‘Kuyu Kurumadan’ başlığı ile KEÇİ (Kültür, Ekoloji, Çevre ve İletişim) Derneği tarafından Gediz ve Küçük Menderes havzaları üzerinde bulunan 5 ilçede düzenlenmesi planlanan su çalıştaylarının ikincisi Selçuk’ta düzenlendi. Efes Tarlası Yaşam Köyünde düzenlenen çalıştayın moderatörlüğü KEÇİ Derneği’nden Baha Okar tarafından yapıldı.
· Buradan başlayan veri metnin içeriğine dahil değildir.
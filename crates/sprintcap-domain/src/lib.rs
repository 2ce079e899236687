pub mod board;
pub mod change;
pub mod commands;
pub mod date_window;
pub mod demo;
pub mod field_update;
pub mod ledger;
pub mod palette;
pub mod query;
pub mod snapshot;
pub mod sprint;
pub mod task;

pub use board::BoardState;
pub use change::{ChangeField, ChangeId, ChangeValue, PendingChange};
pub use date_window::{parse_window, DateWindow};
pub use field_update::FieldUpdate;
pub use ledger::ChangeLedger;
pub use query::SprintLoad;
pub use snapshot::{BoardSnapshot, NoopSink, SnapshotSink};
pub use sprint::{natural_cmp, Sprint};
pub use task::{NewTask, SprintName, Task, TaskId, TaskStatus, TaskUpdate, BACKLOG_LABEL};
Baha Okar’ın açılış konuşmasının ardından söz alan Selçuk Belediye Başkanı Filiz Ceritoğlu Sengel, 2019 yılından itibaren Küçük Menderes’in çığlığına dikkat çektiklerini ifade ederek, “Kurumlarda o dönemden beri ciddi bir efor var. İşin içine bakanlıkların, başka kurumların girmesi, ciddi yatırımların yapılması, denetim mekanizmalarının kullanılması gerekiyor. Pandemi döneminde bu konuyla ilgili olarak valiliğimizin başkanlığında toplandık ve bürokratik krizlerin bir an önce çözülmesi için adımlar atıldı. Galiba resmin, çerçevenin en genişinden bakmak lazım. Gerçekten doğayla uyumlu tarım yapma tekniklerinin uygulanması ve yaşamın da doğayla uyumlu hale gelmesi için mücadele etmek gerekir. Umudum o ki o büyük resmi görecek olan zamana geldiğimizde, CHP iktidarında bütün her şeyin düzeleceği noktada olacağımızdır” şeklinde konuştu.
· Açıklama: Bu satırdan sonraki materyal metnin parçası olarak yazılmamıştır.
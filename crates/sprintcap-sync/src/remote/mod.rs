pub mod http_client;
pub mod models;

use async_trait::async_trait;

use crate::error::SyncResult;
pub use http_client::HttpRemoteClient;
pub use models::*;

/// Operations sync needs from the remote tracker
#[async_trait]
pub trait RemoteApi: Send + Sync {
    /// Every task in the project, following pagination
    async fn fetch_tasks(&self, project_id: &str) -> SyncResult<Vec<RemoteTask>>;

    async fn fetch_sections(&self, project_id: &str) -> SyncResult<Vec<NamedRef>>;

    async fn fetch_custom_field_settings(&self, project_id: &str)
        -> SyncResult<Vec<CustomFieldSetting>>;

    /// Create a task and return its remote gid
    async fn create_task(&self, payload: &TaskPayload) -> SyncResult<String>;

    async fn update_task(&self, task_id: &str, payload: &TaskPayload) -> SyncResult<()>;

    async fn add_task_to_section(&self, section_id: &str, task_id: &str) -> SyncResult<()>;
}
“KÜÇÜK MENDERES TÜM TÜRKİYE’NİN SORUNU”
Çevre Mühendisleri Odası İzmir Şubesi adına Su Çalıştayına katılan Helil İnay Kınay ise çevre mühendisliğinin insan faaliyetlerinden kaynaklanan her türlü etkinliğin planlanması ve yönetilmesi olduğunu belirterek, “Çevre sorunu ile ilgili süreçte en önemli konulardan biri çevre adaleti meselesi. Su bunun en güzel örneği. Yaşam kaynağımız olması gereken su bugün Küçük Menderes’te halihazırdaki mevcut durumuyla kirli akıyor. Ve bizler iklim değişikliğinden bahsediyoruz. Yapılan araştırmalar mevcut yüzeysel su kütlelerinde ciddi bir azalma olduğunu ortaya koymuş durumda. Yüzey suyunu besleyen yer altı sularımızda kontrolsüz çekilmelerden dolayı ciddi azalmalar var. Ve tüketim mevcut kaynağın çok üzerinde tüm bunları doğru yönetemezsek ve planlayamazsak çok daha olumsuz sonuçlarla karşılaşacağız. Küçük Menderes’in çığlığını çok acil bir şekilde duymak ve artık bunları konuşmak yerine çözüm önerilerini yerine getirmek gerekiyor. Bu sadece Selçuk’un, İzmir’in değil Türkiye’nin genel sorunu, yaşamın genel sorunudur” şeklinde konuştu.
Ziraat Mühendisleri Odası İzmir Şubesi Başkanı Hakan Çakıcı, suyun tarımı sınırlandıran temel faktör olduğunun altını çizerek, “Biz iklim değişikliği ve su kıtlığı nedeniyle birçok üründe verim kaybı yaşıyoruz” derken, WWF ve Anadolu Meraları Onarıcı Tarım ve Yağmur Hasadı Proje Danışmanı Edwin Clarke ise yağmur suyu hasadına değinerek, “Tarımın sulamada yüzde 74 gibi bir pay tutması çok düşündürücü. Dünyadaki tatlı su miktarı çok büyük bir değişikliğe uğramasa da bunun bölgesel ve dönemsel dağılımı değişti. Yağmur suyu hasadı ile amaç bu dağılım değişikliği olabildiğince tamponlanmaktır aslında. Yağmur suyu hasadı aslında küçük ölçekli alanlarda rahatlıkla uygulanabilecek bir yaklaşım” şeklinde konuştu.